I obtained the FVD with the above script. The one thing I modified is changing the train_dataloader() into val_dataloader() to measure FVD against the validation set of UCF.

I'll measure the FVD with the npy file you attached ASAP. Thanks a lot. Also, may I know the floating point type that you used for training & inference? Currently, I'm using TF32 type.

songweige commented 1 year ago

Oh I think that is probably the reason - usually people report the train FVD on UCF dataset. For validation FVD I think the value looks reasonable? Can you try to compute FVD with the train set?
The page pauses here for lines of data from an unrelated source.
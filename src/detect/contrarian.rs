//! Contrarian signal engine
//!
//! Partitions recent activity on an asset by the acting wallet's reputation
//! tier and reads it against the grain: heavy tier-C buying is exit
//! liquidity forming, and tier-A selling into that demand is the strongest
//! signal available. Signals are independent and can fire simultaneously
//! for the same window.

use chrono::{DateTime, Duration, Utc};
use serde::{Deserialize, Serialize};
use std::sync::Arc;
use tracing::warn;

use crate::classify::StableAssets;
use crate::model::{Event, EventKind, Moment, MomentKind, ReputationTier};
use crate::store::{MomentSink, Store};

/// Contrarian engine thresholds.
#[derive(Debug, Clone, Serialize, Deserialize)]
pub struct ContrarianConfig {
    /// Lookback window for tier activity.
    #[serde(default = "default_window_minutes")]
    pub window_minutes: i64,

    /// Minimum tier-C buyers for an accumulation warning.
    #[serde(default = "default_min_tier_c_buyers")]
    pub min_tier_c_buyers: usize,
}

fn default_window_minutes() -> i64 {
    60
}

fn default_min_tier_c_buyers() -> usize {
    2
}

impl Default for ContrarianConfig {
    fn default() -> Self {
        Self {
            window_minutes: default_window_minutes(),
            min_tier_c_buyers: default_min_tier_c_buyers(),
        }
    }
}

/// Signal strength labels.
#[derive(Debug, Clone, Copy, PartialEq, Eq, Serialize, Deserialize)]
pub enum SignalSeverity {
    Medium,
    High,
    Critical,
}

impl SignalSeverity {
    /// Moment severity on the 1-10 scale.
    pub fn score(&self) -> u8 {
        match self {
            SignalSeverity::Critical => 10,
            SignalSeverity::Medium | SignalSeverity::High => 7,
        }
    }
}

/// One contrarian signal for an asset.
#[derive(Debug, Clone)]
pub struct ContrarianSignal {
    pub kind: MomentKind,
    pub severity: SignalSeverity,
    pub token: String,
    pub message: String,
}

/// Reputation-tier contrarian analysis.
pub struct ContrarianEngine {
    config: ContrarianConfig,
    store: Arc<Store>,
    sink: Arc<MomentSink>,
}

impl ContrarianEngine {
    pub fn new(config: ContrarianConfig, store: Arc<Store>, sink: Arc<MomentSink>) -> Self {
        Self { config, store, sink }
    }

    /// Analyze recent activity on an asset by reputation tier. Pure read;
    /// emits nothing.
    pub fn analyze(
        &self,
        symbol: &str,
        now: DateTime<Utc>,
        stables: &StableAssets,
    ) -> Vec<ContrarianSignal> {
        if stables.is_stable(symbol) {
            return Vec::new();
        }

        let cutoff = now - Duration::minutes(self.config.window_minutes);
        let activity = self.store.events_for_asset_since(
            symbol,
            cutoff,
            &[EventKind::Buy, EventKind::Swap, EventKind::Sell],
        );
        if activity.is_empty() {
            return Vec::new();
        }

        let mut tier_a_buys: Vec<String> = Vec::new();
        let mut tier_a_sells: Vec<String> = Vec::new();
        let mut tier_c_buys: Vec<String> = Vec::new();

        for event in &activity {
            let tier = self
                .store
                .wallet(&event.wallet)
                .map(|w| w.reputation_tier)
                .unwrap_or_default();
            let name = self.display_name(&event.wallet);
            match (tier, event.kind) {
                (ReputationTier::A, EventKind::Buy | EventKind::Swap) => tier_a_buys.push(name),
                (ReputationTier::A, EventKind::Sell) => tier_a_sells.push(name),
                (ReputationTier::C, EventKind::Buy | EventKind::Swap) => tier_c_buys.push(name),
                _ => {}
            }
        }

        let mut signals = Vec::new();

        if tier_c_buys.len() >= self.config.min_tier_c_buyers {
            signals.push(ContrarianSignal {
                kind: MomentKind::ContrarianScammerAccumulation,
                severity: SignalSeverity::High,
                token: symbol.to_string(),
                message: format!(
                    "{} known bad actors buying ${symbol} ({}); likely exit liquidity",
                    tier_c_buys.len(),
                    tier_c_buys
                        .iter()
                        .take(3)
                        .cloned()
                        .collect::<Vec<_>>()
                        .join(", "),
                ),
            });
        }

        if !tier_a_sells.is_empty() && !tier_c_buys.is_empty() {
            signals.push(ContrarianSignal {
                kind: MomentKind::ContrarianSmartMoneyExit,
                severity: SignalSeverity::Critical,
                token: symbol.to_string(),
                message: format!(
                    "Smart money selling ${symbol} ({}) while bad actors buy ({})",
                    tier_a_sells
                        .iter()
                        .take(2)
                        .cloned()
                        .collect::<Vec<_>>()
                        .join(", "),
                    tier_c_buys
                        .iter()
                        .take(2)
                        .cloned()
                        .collect::<Vec<_>>()
                        .join(", "),
                ),
            });
        }

        if !tier_c_buys.is_empty() && tier_a_buys.is_empty() && tier_a_sells.is_empty() {
            signals.push(ContrarianSignal {
                kind: MomentKind::ContrarianScammerOnly,
                severity: SignalSeverity::Medium,
                token: symbol.to_string(),
                message: format!("Only tier-C wallets active on ${symbol}; no smart money interest"),
            });
        }

        signals
    }

    /// Run the analysis for an event's asset and persist each qualifying
    /// signal as a Moment attributed to the acting wallet.
    pub fn on_activity(&self, event: &Event, stables: &StableAssets) -> Vec<ContrarianSignal> {
        let Some(symbol) = event.token_symbol.as_deref() else {
            return Vec::new();
        };
        let signals = self.analyze(symbol, event.timestamp, stables);

        for signal in &signals {
            warn!(
                kind = %signal.kind,
                token = %signal.token,
                severity = ?signal.severity,
                "Contrarian signal"
            );
            self.sink.emit(Moment {
                wallet: event.wallet.clone(),
                tx_hash: Some(event.tx_hash.clone()),
                kind: signal.kind,
                token_symbol: Some(signal.token.clone()),
                description: signal.message.clone(),
                severity: signal.severity.score(),
                detected_at: Utc::now(),
            });
        }

        signals
    }

    fn display_name(&self, address: &str) -> String {
        self.store
            .wallet(address)
            .map(|w| w.name)
            .unwrap_or_else(|| crate::model::short_address(address))
    }
}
In terms of the data type, I used fp32. I'm also curious if other floating point type would affect the result or not. : )

Ugness commented 1 year ago

Okay Thanks! I'll check the items and share to you ASAP! Also, I'm afraid I am using the splits of benchmarks in the wrong way. Can you check the below setups for me?

Ugness commented 1 year ago

May I get the version of pytorch that you used? I measured FVD with the numpy file that you gave, and used FP32 + training set of UCF101, but still shows high FVD (=383). I think there would be a problem with the dataset or gap b/w environments (including S/W and H/W). I'm running my codes on A100 machine with torch==1.10.0.

I'll take a look at the environments and UCF101 dataset that I downloaded. Thanks a lot.

songweige commented 1 year ago

Thank you for helping debugging this! I think the setups sound good to me except that when people train on train+val sets of UCF101, they also measure FVD on train+val.

Ugness commented 1 year ago

Hi, may I get the checkpoints for TATS-hierarchical on UCF101 if they are unconditional models?

songweige commented 1 year ago

Hi, unfortunately we don't have those checkpoints. Sorry about that!